Niche dating sites crop up all the time. Now, one that launched to cater to the kind of people who grow crops—FarmersOnly.com—has reached a milestone.
Jerry Miller, a marketing executive who founded the site in 2005 after a divorced farm owner complained to him about a lack of like-minded people in her dating pool, says it has more than 200,000 subscribers.
"She said, 'I'm afraid I'm not going to meet anybody new—I know everybody in town,'" Miller recalled in a recent interview with Yahoo News.
He then spent six months researching singles in farming communities. "I kept hearing the same thing: 'I know everybody in my church, everybody at the store, but I go on these big dating sites, and they just don't understand the lifestyle.'"

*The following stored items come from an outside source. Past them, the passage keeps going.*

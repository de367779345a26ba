use std::fs;
use std::io;
use std::path::{Path, PathBuf};

use ratatui::style::Color;
use serde::{Deserialize, Serialize};

use crate::error::ConfigError;

const APP_DIR_NAME: &str = "tile-snake";
const CONFIG_FILE_NAME: &str = "config.json";

/// Default board width in cells.
pub const DEFAULT_COLUMNS: u16 = 20;

/// Default board height in cells.
pub const DEFAULT_ROWS: u16 = 20;

/// Default number of terminal columns used to draw one grid cell.
pub const DEFAULT_TILE_WIDTH: u16 = 2;

/// Default target number of apples on the board.
pub const DEFAULT_APPLE_COUNT: usize = 5;

/// Default number of ticks per body movement.
pub const DEFAULT_CADENCE: u32 = 21;

/// Default wall-clock interval between ticks in milliseconds.
pub const DEFAULT_TICK_INTERVAL_MS: u64 = 25;

/// Length a fresh snake starts with.
pub const INITIAL_SNAKE_LENGTH: usize = 3;

/// Smallest board that fits the starting body laid out from `(2, 2)`.
pub const MIN_COLUMNS: u16 = 5;
pub const MIN_ROWS: u16 = 3;

/// Logical grid dimensions passed through the game as a named type.
#[derive(Debug, Clone, Copy, Eq, PartialEq, Serialize, Deserialize)]
pub struct GridSize {
    pub width: u16,
    pub height: u16,
}

/// Session geometry and pacing, fixed when the session starts.
#[derive(Debug, Clone, Copy, Eq, PartialEq, Serialize, Deserialize)]
#[serde(default, deny_unknown_fields)]
pub struct BoardConfig {
    pub columns: u16,
    pub rows: u16,
    pub tile_width: u16,
    pub apple_count: usize,
    pub cadence: u32,
    pub tick_interval_ms: u64,
    pub seed: Option<u64>,
}

impl Default for BoardConfig {
    fn default() -> Self {
        Self {
            columns: DEFAULT_COLUMNS,
            rows: DEFAULT_ROWS,
            tile_width: DEFAULT_TILE_WIDTH,
            apple_count: DEFAULT_APPLE_COUNT,
            cadence: DEFAULT_CADENCE,
            tick_interval_ms: DEFAULT_TICK_INTERVAL_MS,
            seed: None,
        }
    }
}

impl BoardConfig {
    /// Returns the board bounds.
    #[must_use]
    pub fn grid_size(&self) -> GridSize {
        GridSize {
            width: self.columns,
            height: self.rows,
        }
    }

    /// Checks that the configuration describes a playable board.
    pub fn validate(&self) -> Result<(), ConfigError> {
        if self.columns < MIN_COLUMNS || self.rows < MIN_ROWS {
            return Err(ConfigError::Invalid(format!(
                "board must be at least {MIN_COLUMNS}x{MIN_ROWS}, got {}x{}",
                self.columns, self.rows
            )));
        }
        if self.tile_width == 0 {
            return Err(ConfigError::Invalid("tile_width must be at least 1".into()));
        }
        if self.apple_count == 0 {
            return Err(ConfigError::Invalid(
                "apple_count must be at least 1".into(),
            ));
        }
        if self.cadence == 0 {
            return Err(ConfigError::Invalid("cadence must be at least 1".into()));
        }
        if self.tick_interval_ms == 0 {
            return Err(ConfigError::Invalid(
                "tick_interval_ms must be at least 1".into(),
            ));
        }
        Ok(())
    }

    /// Loads the configuration file.
    ///
    /// With an explicit `path` the file must exist. Without one the platform
    /// default location is tried and a missing file yields the defaults.
    pub fn load(path: Option<&Path>) -> Result<Self, ConfigError> {
        match path {
            Some(path) => load_from_path(path),
            None => match default_config_path() {
                Some(path) if path.exists() => load_from_path(&path),
                _ => Ok(Self::default()),
            },
        }
    }
}

/// Returns the platform-correct config file path, when the platform has one.
#[must_use]
pub fn default_config_path() -> Option<PathBuf> {
    let mut base = dirs::config_dir()?;
    base.push(APP_DIR_NAME);
    base.push(CONFIG_FILE_NAME);
    Some(base)
}

/// Returns the directory used for the interactive log file.
#[must_use]
pub fn log_dir() -> PathBuf {
    let mut base = dirs::data_local_dir().unwrap_or_else(|| PathBuf::from("."));
    base.push(APP_DIR_NAME);
    base
}

fn load_from_path(path: &Path) -> Result<BoardConfig, ConfigError> {
    let raw = fs::read_to_string(path).map_err(|source| ConfigError::Io {
        path: path.to_path_buf(),
        source,
    })?;

    serde_json::from_str::<BoardConfig>(&raw).map_err(|source| ConfigError::Parse {
        path: path.to_path_buf(),
        source,
    })
}

/// Writes `config` as pretty JSON, creating parent directories when needed.
pub fn save_to_path(path: &Path, config: &BoardConfig) -> io::Result<()> {
    if let Some(parent) = path.parent() {
        fs::create_dir_all(parent)?;
    }

    let json = serde_json::to_string_pretty(config)
        .map_err(|error| io::Error::new(io::ErrorKind::InvalidData, error))?;

    fs::write(path, json)
}

/// Colors applied to all visual elements.
#[derive(Debug)]
pub struct Palette {
    pub snake_head: Color,
    pub snake_body: Color,
    pub snake_tail: Color,
    pub apple: Color,
    /// Background of even `(row + column)` cells.
    pub tile_light: Color,
    /// Background of odd `(row + column)` cells.
    pub tile_dark: Color,
    pub score: Color,
    pub border_fg: Color,
    pub hint: Color,
}

pub const PALETTE: Palette = Palette {
    snake_head: Color::Rgb(38, 70, 83),
    snake_body: Color::Rgb(42, 157, 143),
    snake_tail: Color::Rgb(120, 120, 120),
    apple: Color::Rgb(214, 40, 40),
    tile_light: Color::Rgb(232, 232, 232),
    tile_dark: Color::Rgb(214, 214, 214),
    score: Color::Rgb(30, 201, 139),
    border_fg: Color::Gray,
    hint: Color::DarkGray,
};

pub const GLYPH_APPLE: &str = "●";
pub const GLYPH_HEAD_UP: &str = "▲";
pub const GLYPH_HEAD_RIGHT: &str = "▶";
pub const GLYPH_HEAD_DOWN: &str = "▼";
pub const GLYPH_HEAD_LEFT: &str = "◀";
pub const GLYPH_BODY_HORIZONTAL: &str = "━";
pub const GLYPH_BODY_VERTICAL: &str = "┃";
pub const GLYPH_CORNER_UP_LEFT: &str = "┛";
pub const GLYPH_CORNER_UP_RIGHT: &str = "┗";
pub const GLYPH_CORNER_DOWN_LEFT: &str = "┓";
pub const GLYPH_CORNER_DOWN_RIGHT: &str = "┏";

Carrying the tagline "city folks just don't get it," FarmersOnly.com launched with about 2,000 members, but grew to more than 100,000 users by 2010 as nonfarmers embraced the sensibility.
"You don't have to be a farmer," Miller, who's based in Cleveland, said. "You could work at a restaurant, or the feed store, but are looking for someone who has those values."

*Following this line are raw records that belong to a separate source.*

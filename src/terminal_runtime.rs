use std::io;
use std::time::Duration;

use crossterm::cursor::{Hide, Show};
use crossterm::event::{self, Event};
use crossterm::execute;
use crossterm::terminal::{
    EnterAlternateScreen, LeaveAlternateScreen, disable_raw_mode, enable_raw_mode,
};
use ratatui::Terminal;
use ratatui::backend::CrosstermBackend;
use tracing::warn;

use crate::game::Snapshot;
use crate::input::{GameInput, map_key_event};
use crate::renderer;

/// Concrete terminal type used by the runtime.
pub type AppTerminal = Terminal<CrosstermBackend<io::Stdout>>;

/// Owns raw mode and the alternate screen for one interactive session.
///
/// Dropping it restores the terminal, including on early returns.
pub struct TerminalSession {
    terminal: AppTerminal,
}

impl TerminalSession {
    /// Enters raw mode, switches to the alternate screen and hides the cursor.
    pub fn enter() -> io::Result<Self> {
        enable_raw_mode()?;

        let mut stdout = io::stdout();
        if let Err(error) = execute!(stdout, EnterAlternateScreen, Hide) {
            let _ = disable_raw_mode();
            return Err(error);
        }

        match Terminal::new(CrosstermBackend::new(stdout)) {
            Ok(terminal) => Ok(Self { terminal }),
            Err(error) => {
                restore_terminal();
                Err(error)
            }
        }
    }

    /// Draws one frame from `snapshot`.
    pub fn draw(&mut self, snapshot: &Snapshot, tile_width: u16) -> io::Result<()> {
        self.terminal
            .draw(|frame| renderer::render(frame, snapshot, tile_width))?;
        Ok(())
    }

    /// Waits up to `timeout` for the next key that maps to a game input.
    ///
    /// Returns `None` when the timeout elapses, and also for unmapped keys and
    /// non-key events (resize, focus). Callers keep their own tick deadline.
    pub fn poll_input(&mut self, timeout: Duration) -> io::Result<Option<GameInput>> {
        if !event::poll(timeout)? {
            return Ok(None);
        }

        match event::read()? {
            Event::Key(key) => Ok(map_key_event(key)),
            _ => Ok(None),
        }
    }
}

impl Drop for TerminalSession {
    fn drop(&mut self) {
        restore_terminal();
    }
}

/// Leaves raw mode and the alternate screen, logging rather than failing.
pub fn restore_terminal() {
    if let Err(error) = disable_raw_mode() {
        warn!(%error, "failed to disable raw mode");
    }

    let mut stdout = io::stdout();
    if let Err(error) = execute!(stdout, Show, LeaveAlternateScreen) {
        warn!(%error, "failed to leave alternate screen");
    }
}
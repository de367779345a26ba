use std::fs::{self, OpenOptions};
use std::io;
use std::panic;
use std::path::PathBuf;
use std::process::ExitCode;
use std::sync::Mutex;
use std::time::{Duration, Instant};

use clap::Parser;
use tile_snake::config::{self, BoardConfig};
use tile_snake::error::Error;
use tile_snake::game::GameSession;
use tile_snake::input::GameInput;
use tile_snake::terminal_runtime::{TerminalSession, restore_terminal};
use tracing::info;
use tracing_subscriber::EnvFilter;

const LOG_FILE_NAME: &str = "tile-snake.log";

#[derive(Debug, Parser)]
#[command(version, about)]
struct Cli {
    /// JSON config file. Defaults to `tile-snake/config.json` in the platform
    /// config directory, when present.
    #[arg(long)]
    config: Option<PathBuf>,

    /// Board width in cells.
    #[arg(long)]
    columns: Option<u16>,

    /// Board height in cells.
    #[arg(long)]
    rows: Option<u16>,

    /// Number of apples spawned at once.
    #[arg(long)]
    apples: Option<usize>,

    /// Ticks per snake move.
    #[arg(long)]
    cadence: Option<u32>,

    /// Milliseconds between ticks.
    #[arg(long = "tick-ms")]
    tick_ms: Option<u64>,

    /// Seed for apple placement; random when omitted.
    #[arg(long)]
    seed: Option<u64>,

    /// Run this many ticks without a terminal and print the final state as JSON.
    #[arg(long, value_name = "TICKS")]
    headless: Option<u64>,

    /// Write the resolved configuration to the default config path and exit.
    #[arg(long)]
    save_config: bool,
}

fn main() -> ExitCode {
    let cli = Cli::parse();

    match run(cli) {
        Ok(()) => ExitCode::SUCCESS,
        Err(error) => {
            eprintln!("tile-snake: {error}");
            ExitCode::FAILURE
        }
    }
}

fn run(cli: Cli) -> Result<(), Error> {
    let config = resolve_config(&cli)?;

    if cli.save_config {
        return save_config(&config);
    }

    if let Some(ticks) = cli.headless {
        init_logging_to_stderr();
        return run_headless(&config, ticks);
    }

    init_logging_to_file()?;
    install_panic_hook();
    run_interactive(&config)
}

fn resolve_config(cli: &Cli) -> Result<BoardConfig, Error> {
    let mut config = BoardConfig::load(cli.config.as_deref())?;

    if let Some(columns) = cli.columns {
        config.columns = columns;
    }
    if let Some(rows) = cli.rows {
        config.rows = rows;
    }
    if let Some(apples) = cli.apples {
        config.apple_count = apples;
    }
    if let Some(cadence) = cli.cadence {
        config.cadence = cadence;
    }
    if let Some(tick_ms) = cli.tick_ms {
        config.tick_interval_ms = tick_ms;
    }
    if cli.seed.is_some() {
        config.seed = cli.seed;
    }

    config.validate()?;
    Ok(config)
}

fn save_config(config: &BoardConfig) -> Result<(), Error> {
    let Some(path) = config::default_config_path() else {
        return Err(Error::Io(io::Error::new(
            io::ErrorKind::NotFound,
            "no config directory on this platform",
        )));
    };

    config::save_to_path(&path, config)?;
    println!("wrote {}", path.display());
    Ok(())
}

fn run_headless(config: &BoardConfig, ticks: u64) -> Result<(), Error> {
    let mut session = GameSession::new(config)?;
    for _ in 0..ticks {
        session.tick();
    }

    info!(ticks, score = session.score, "headless run finished");
    println!("{}", serde_json::to_string_pretty(&session.snapshot())?);
    Ok(())
}

fn run_interactive(config: &BoardConfig) -> Result<(), Error> {
    let mut terminal = TerminalSession::enter()?;
    let mut session = GameSession::new(config)?;
    let tick_interval = Duration::from_millis(config.tick_interval_ms);
    let mut next_tick = Instant::now() + tick_interval;

    terminal.draw(&session.snapshot(), config.tile_width)?;

    loop {
        let timeout = next_tick.saturating_duration_since(Instant::now());
        if let Some(input) = terminal.poll_input(timeout)? {
            if input == GameInput::Quit {
                break;
            }

            let before = session.status;
            session.apply_input(input);
            if session.status != before {
                terminal.draw(&session.snapshot(), config.tile_width)?;
            }
            continue;
        }

        let now = Instant::now();
        if now < next_tick {
            continue;
        }

        session.tick();
        next_tick += tick_interval;
        if next_tick < now {
            // Skip ticks lost to a stall instead of replaying them in a burst.
            next_tick = now + tick_interval;
        }

        terminal.draw(&session.snapshot(), config.tile_width)?;
    }

    info!(
        score = session.score,
        length = session.snake.length(),
        ticks = session.tick_count,
        "session ended"
    );
    Ok(())
}

fn env_filter() -> EnvFilter {
    EnvFilter::try_from_default_env().unwrap_or_else(|_| EnvFilter::new("warn"))
}

fn init_logging_to_stderr() {
    tracing_subscriber::fmt()
        .with_env_filter(env_filter())
        .with_writer(io::stderr)
        .init();
}

/// Logs go to a file while the alternate screen owns stdout.
fn init_logging_to_file() -> Result<(), Error> {
    let dir = config::log_dir();
    fs::create_dir_all(&dir)?;
    let file = OpenOptions::new()
        .create(true)
        .append(true)
        .open(dir.join(LOG_FILE_NAME))?;

    tracing_subscriber::fmt()
        .with_env_filter(env_filter())
        .with_writer(Mutex::new(file))
        .with_ansi(false)
        .init();
    Ok(())
}

fn install_panic_hook() {
    let default_hook = panic::take_hook();

    panic::set_hook(Box::new(move |panic_info| {
        restore_terminal();
        default_hook(panic_info);
    }));
}
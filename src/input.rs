use crossterm::event::{KeyCode, KeyEvent, KeyEventKind, KeyModifiers};
use serde::Serialize;

/// Direction of travel on the grid.
#[derive(Debug, Clone, Copy, Eq, PartialEq, Hash, Serialize)]
pub enum Heading {
    Up,
    Right,
    Down,
    Left,
}

impl Heading {
    /// Returns the opposite heading.
    #[must_use]
    pub fn opposite(self) -> Self {
        match self {
            Self::Up => Self::Down,
            Self::Right => Self::Left,
            Self::Down => Self::Up,
            Self::Left => Self::Right,
        }
    }

    /// Returns the unit step `(dx, dy)` for this heading. Screen coordinates,
    /// so `Up` decreases `y`.
    #[must_use]
    pub fn unit_vector(self) -> (i32, i32) {
        match self {
            Self::Up => (0, -1),
            Self::Right => (1, 0),
            Self::Down => (0, 1),
            Self::Left => (-1, 0),
        }
    }

    /// Returns true for `Left` and `Right`.
    #[must_use]
    pub fn is_horizontal(self) -> bool {
        matches!(self, Self::Left | Self::Right)
    }
}

/// High-level input events consumed by the session driver.
#[derive(Debug, Clone, Copy, Eq, PartialEq)]
pub enum GameInput {
    Heading(Heading),
    Pause,
    Quit,
}

/// Maps a terminal key event to a game input.
///
/// Only key presses are considered; repeats and releases are ignored so that a
/// held key does not flood the heading buffer on terminals that report them.
#[must_use]
pub fn map_key_event(event: KeyEvent) -> Option<GameInput> {
    if event.kind != KeyEventKind::Press {
        return None;
    }

    if event.modifiers.contains(KeyModifiers::CONTROL) {
        return match event.code {
            KeyCode::Char('c') => Some(GameInput::Quit),
            _ => None,
        };
    }

    match event.code {
        KeyCode::Up | KeyCode::Char('w' | 'W' | 'k') => Some(GameInput::Heading(Heading::Up)),
        KeyCode::Right | KeyCode::Char('d' | 'D' | 'l') => {
            Some(GameInput::Heading(Heading::Right))
        }
        KeyCode::Down | KeyCode::Char('s' | 'S' | 'j') => Some(GameInput::Heading(Heading::Down)),
        KeyCode::Left | KeyCode::Char('a' | 'A' | 'h') => Some(GameInput::Heading(Heading::Left)),
        KeyCode::Char('p' | 'P' | ' ') => Some(GameInput::Pause),
        KeyCode::Char('q' | 'Q') | KeyCode::Esc => Some(GameInput::Quit),
        _ => None,
    }
}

Users pay $15.95 per month, or $49.95 for six months, to find a like-minded match on the service. (Online dating is a billion-dollar industry: More 40 million Americans used an online dating service in 2011.)
Miller's done some marketing at farm shows and local television ads (like the one with talking animals below), but said the steady rise has been mainly from word-of-mouth.
FarmersOnly, which boasts members from all 50 states, has pockets of urban users, too. "They grew up in the country and dream of moving back to country," he said. "Dreamers that want to get out."
From the site's own description:
Instead of asking what your astrological sign is, at FarmersOnly.com we ask if you raise or breed alpacas, horses, cattle, chickens, dogs, goats, rabbits, sheep, grow crops, or if you're an organic farmer, student farmer, cowboy, cowgirl, or just a farmer wanna be!
The most challenging part of growing its user base, Miller said, is showing people the ropes.
"The learning curve is a lot different for us," Miller said. "I spent thousands of hours coaching people on how to use the site, send messages—even just teaching them how to upload their photos." (One user, Lyle from Kansas, would call him often, saying, "Jerry, I'm looking at my photo, I just can't figure out how to get it on there.")
The site also had to wait for technology to catch up in rural towns, too. "When we launched, everybody had phone modems," Miller said. "Connections were slow, so we had to keep it simple."
There are plenty of success stories about married couples that met on FarmersOnly, something in which Miller—who got married long before the Internet came along—takes extra pride.
"Lots of these people are really, really lonely," Miller said. "When you walk outside in New York, there are 10,000 people within three blocks. In some of these rural towns, there are three people within 10 miles. It's a whole different ballgame."